*Input for this task*:
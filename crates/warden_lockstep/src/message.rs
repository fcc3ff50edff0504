//! # Wire Messages
//!
//! Every message is one kind byte followed by a fixed-size `repr(C)` body:
//!
//! ```text
//! ┌──────┬──────────────────────────────────────────────┐
//! │ kind │ body (little-endian, no per-field framing)   │
//! ├──────┼──────────────────────────────────────────────┤
//! │  1   │ Welcome        8 bytes   host -> client      │
//! │  2   │ RecordBody    36 bytes   client -> host      │
//! │  3   │ RecordSetBody 128 bytes  host -> all         │
//! │  4   │ ScreenPacket  70 bytes   any -> host -> all  │
//! └──────┴──────────────────────────────────────────────┘
//! ```
//!
//! The decoder checks the exact length for the kind, so a truncated or
//! padded datagram is rejected instead of half-read.

use bytemuck::{Pod, Zeroable};

use crate::error::{LockstepError, LockstepResult};
use crate::record::{ParticipantSlot, Record, RecordSet, SlotMask};

/// Version carried by [`Welcome`] and [`ScreenPacket`].
pub const PROTOCOL_VERSION: u16 = 1;

/// Longest chat line in a [`ScreenPacket`].
pub const MAX_CHAT_LEN: usize = 64;

const KIND_WELCOME: u8 = 1;
const KIND_RECORD: u8 = 2;
const KIND_RECORD_SET: u8 = 3;
const KIND_SCREEN: u8 = 4;

/// Slot assignment sent by the host once a connection is accepted.
#[derive(Clone, Copy, Debug, PartialEq, Eq, Pod, Zeroable)]
#[repr(C)]
pub struct Welcome {
    /// Host's protocol version.
    pub protocol_version: u16,
    slot: u8,
    _pad: u8,
    /// Level the host is running.
    pub session_level_id: u32,
}

impl Welcome {
    /// Welcome for `slot`.
    #[must_use]
    pub fn new(slot: ParticipantSlot, session_level_id: u32) -> Self {
        Self {
            protocol_version: PROTOCOL_VERSION,
            slot: slot.index() as u8,
            _pad: 0,
            session_level_id,
        }
    }

    /// Assigned slot, `None` when out of range.
    #[must_use]
    pub fn slot(&self) -> Option<ParticipantSlot> {
        ParticipantSlot::new(usize::from(self.slot))
    }
}

/// One participant's record for one tick.
#[derive(Clone, Copy, Debug, PartialEq, Eq, Pod, Zeroable)]
#[repr(C)]
pub struct RecordBody {
    /// Tick the record belongs to.
    pub tick: u32,
    slot: u8,
    _pad: [u8; 3],
    /// The record.
    pub record: Record,
}

impl RecordBody {
    /// Wraps `record` from `slot`.
    #[must_use]
    pub fn new(tick: u32, slot: ParticipantSlot, record: Record) -> Self {
        Self {
            tick,
            slot: slot.index() as u8,
            _pad: [0; 3],
            record,
        }
    }

    /// Sender's slot as claimed by the sender.
    #[must_use]
    pub fn slot(&self) -> Option<ParticipantSlot> {
        ParticipantSlot::new(usize::from(self.slot))
    }
}

/// The sealed set for one tick plus the slot masks behind it.
#[derive(Clone, Copy, Debug, PartialEq, Eq, Pod, Zeroable)]
#[repr(C)]
pub struct RecordSetBody {
    /// Tick of the set.
    pub tick: u32,
    contributors: u8,
    computer: u8,
    relinquished: u8,
    timed_out: u8,
    /// The set.
    pub set: RecordSet,
}

impl RecordSetBody {
    /// Wraps a sealed set.
    #[must_use]
    pub fn new(
        tick: u32,
        set: RecordSet,
        contributors: SlotMask,
        computer: SlotMask,
        relinquished: SlotMask,
        timed_out: bool,
    ) -> Self {
        Self {
            tick,
            contributors: contributors.bits(),
            computer: computer.bits(),
            relinquished: relinquished.bits(),
            timed_out: u8::from(timed_out),
            set,
        }
    }

    /// Slots whose human record is in the set.
    #[must_use]
    pub const fn contributors(&self) -> SlotMask {
        SlotMask::from_bits(self.contributors)
    }

    /// Computer-controlled slots.
    #[must_use]
    pub const fn computer(&self) -> SlotMask {
        SlotMask::from_bits(self.computer)
    }

    /// Slots whose record was substituted this tick.
    #[must_use]
    pub const fn relinquished(&self) -> SlotMask {
        SlotMask::from_bits(self.relinquished)
    }

    /// Returns true when the host gave up waiting on someone.
    #[must_use]
    pub const fn timed_out(&self) -> bool {
        self.timed_out != 0
    }
}

/// Lobby and chat state, relayed by the host outside the tick exchange.
#[derive(Clone, Copy, Debug, PartialEq, Eq, Pod, Zeroable)]
#[repr(C)]
pub struct ScreenPacket {
    /// Sender's protocol version.
    pub protocol_version: u16,
    slot: u8,
    /// Bit per slot the sender is allied with.
    pub alliance_mask: u8,
    chat_len: u8,
    _pad: u8,
    chat: [u8; MAX_CHAT_LEN],
}

impl Default for ScreenPacket {
    fn default() -> Self {
        Self::zeroed()
    }
}

impl ScreenPacket {
    /// Packet from `slot`. Chat longer than [`MAX_CHAT_LEN`] bytes is cut at
    /// the last character boundary that fits.
    #[must_use]
    pub fn new(slot: ParticipantSlot, alliance: SlotMask, chat: &str) -> Self {
        let mut end = chat.len().min(MAX_CHAT_LEN);
        while !chat.is_char_boundary(end) {
            end -= 1;
        }
        let mut packet = Self {
            protocol_version: PROTOCOL_VERSION,
            slot: slot.index() as u8,
            alliance_mask: alliance.bits(),
            chat_len: end as u8,
            ..Self::default()
        };
        packet.chat[..end].copy_from_slice(&chat.as_bytes()[..end]);
        packet
    }

    /// Sender's slot.
    #[must_use]
    pub fn slot(&self) -> Option<ParticipantSlot> {
        ParticipantSlot::new(usize::from(self.slot))
    }

    /// Chat line; empty when the bytes are not valid UTF-8.
    #[must_use]
    pub fn chat(&self) -> &str {
        let len = usize::from(self.chat_len).min(MAX_CHAT_LEN);
        std::str::from_utf8(&self.chat[..len]).unwrap_or_default()
    }
}

/// A decoded lockstep message.
#[derive(Clone, Copy, Debug, PartialEq, Eq)]
pub enum Message {
    /// Slot assignment.
    Welcome(Welcome),
    /// A participant's record.
    Record(RecordBody),
    /// The sealed set for a tick.
    RecordSet(RecordSetBody),
    /// Lobby or chat update.
    Screen(ScreenPacket),
}

impl Message {
    /// Largest encoded message.
    pub const MAX_SIZE: usize = 1 + std::mem::size_of::<RecordSetBody>();

    /// Kind byte plus body.
    #[must_use]
    pub fn encode(&self) -> Vec<u8> {
        let (kind, body) = match self {
            Self::Welcome(body) => (KIND_WELCOME, bytemuck::bytes_of(body)),
            Self::Record(body) => (KIND_RECORD, bytemuck::bytes_of(body)),
            Self::RecordSet(body) => (KIND_RECORD_SET, bytemuck::bytes_of(body)),
            Self::Screen(body) => (KIND_SCREEN, bytemuck::bytes_of(body)),
        };
        let mut bytes = Vec::with_capacity(1 + body.len());
        bytes.push(kind);
        bytes.extend_from_slice(body);
        bytes
    }

    /// Decodes one message.
    ///
    /// # Errors
    ///
    /// [`LockstepError::Malformed`] for an unknown kind or a body of the
    /// wrong length.
    pub fn decode(bytes: &[u8]) -> LockstepResult<Self> {
        let Some((&kind, body)) = bytes.split_first() else {
            return Err(LockstepError::Malformed { what: "message", len: 0 });
        };
        match kind {
            KIND_WELCOME => read_body(body, "welcome").map(Self::Welcome),
            KIND_RECORD => read_body(body, "record").map(Self::Record),
            KIND_RECORD_SET => read_body(body, "record set").map(Self::RecordSet),
            KIND_SCREEN => read_body(body, "screen packet").map(Self::Screen),
            _ => Err(LockstepError::Malformed { what: "message kind", len: bytes.len() }),
        }
    }
}

fn read_body<T: Pod>(body: &[u8], what: &'static str) -> LockstepResult<T> {
    if body.len() == std::mem::size_of::<T>() {
        Ok(bytemuck::pod_read_unaligned(body))
    } else {
        Err(LockstepError::Malformed { what, len: body.len() })
    }
}

const _: () = assert!(std::mem::size_of::<Welcome>() == 8);
const _: () = assert!(std::mem::size_of::<RecordBody>() == 36);
const _: () = assert!(std::mem::size_of::<RecordSetBody>() == 128);
const _: () = assert!(std::mem::size_of::<ScreenPacket>() == 70);
const _: () = assert!(Message::MAX_SIZE <= warden_transport::MAX_PAYLOAD_SIZE);

#[cfg(test)]
mod tests {
    use super::*;

    fn slot(index: usize) -> ParticipantSlot {
        ParticipantSlot::new(index).unwrap()
    }

    #[test]
    fn test_record_message_layout() {
        let record = Record::new(12, 3, [4, 5, 6, 7], Record::CONTROL_RIGHT_HELD, 0xDEAD);
        let bytes = Message::Record(RecordBody::new(12, slot(2), record)).encode();
        assert_eq!(bytes.len(), 37);
        assert_eq!(bytes[0], KIND_RECORD);
        assert_eq!(&bytes[1..5], &12u32.to_le_bytes());
        assert_eq!(bytes[5], 2);

        let Message::Record(body) = Message::decode(&bytes).unwrap() else {
            panic!("expected a record");
        };
        assert_eq!(body.slot(), Some(slot(2)));
        assert_eq!(body.record, record);
    }

    #[test]
    fn test_record_set_masks() {
        let mut set = RecordSet::default();
        set.set(slot(1), Record::relinquish(3));
        set.seal();
        let computer = SlotMask::from_bits(0b0010);
        let body = RecordSetBody::new(3, set, SlotMask::from_bits(0b0001), computer, computer, true);

        let Message::RecordSet(decoded) = Message::decode(&Message::RecordSet(body).encode()).unwrap() else {
            panic!("expected a record set");
        };
        assert_eq!(decoded.contributors().bits(), 0b0001);
        assert_eq!(decoded.relinquished(), computer);
        assert!(decoded.timed_out());
        assert!(decoded.set.is_sealed());
    }

    #[test]
    fn test_wrong_length_rejected() {
        let mut bytes = Message::Welcome(Welcome::new(slot(1), 7)).encode();
        bytes.push(0);
        assert!(matches!(
            Message::decode(&bytes),
            Err(LockstepError::Malformed { what: "welcome", len: 9 })
        ));
        assert!(Message::decode(&[]).is_err());
        assert!(Message::decode(&[200, 1, 2]).is_err());
    }

    #[test]
    fn test_chat_truncated_on_char_boundary() {
        let long = "é".repeat(40);
        let packet = ScreenPacket::new(slot(0), SlotMask::EMPTY, &long);
        assert_eq!(packet.chat().len(), 64);
        assert!(packet.chat().chars().all(|c| c == 'é'));

        let short = ScreenPacket::new(slot(3), SlotMask::from_bits(0b1001), "gg");
        assert_eq!(short.chat(), "gg");
        assert_eq!(short.slot(), Some(slot(3)));
    }

    #[test]
    fn test_welcome_carries_version() {
        let welcome = Welcome::new(slot(3), 42);
        assert_eq!(welcome.protocol_version, PROTOCOL_VERSION);
        assert_eq!(welcome.slot(), Some(slot(3)));
        assert_eq!(welcome.session_level_id, 42);
    }
}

*Problem requirements*:
Answer with one number only, the count of lines in the material above that hold "Lobby".

*Result of the exercise*:
2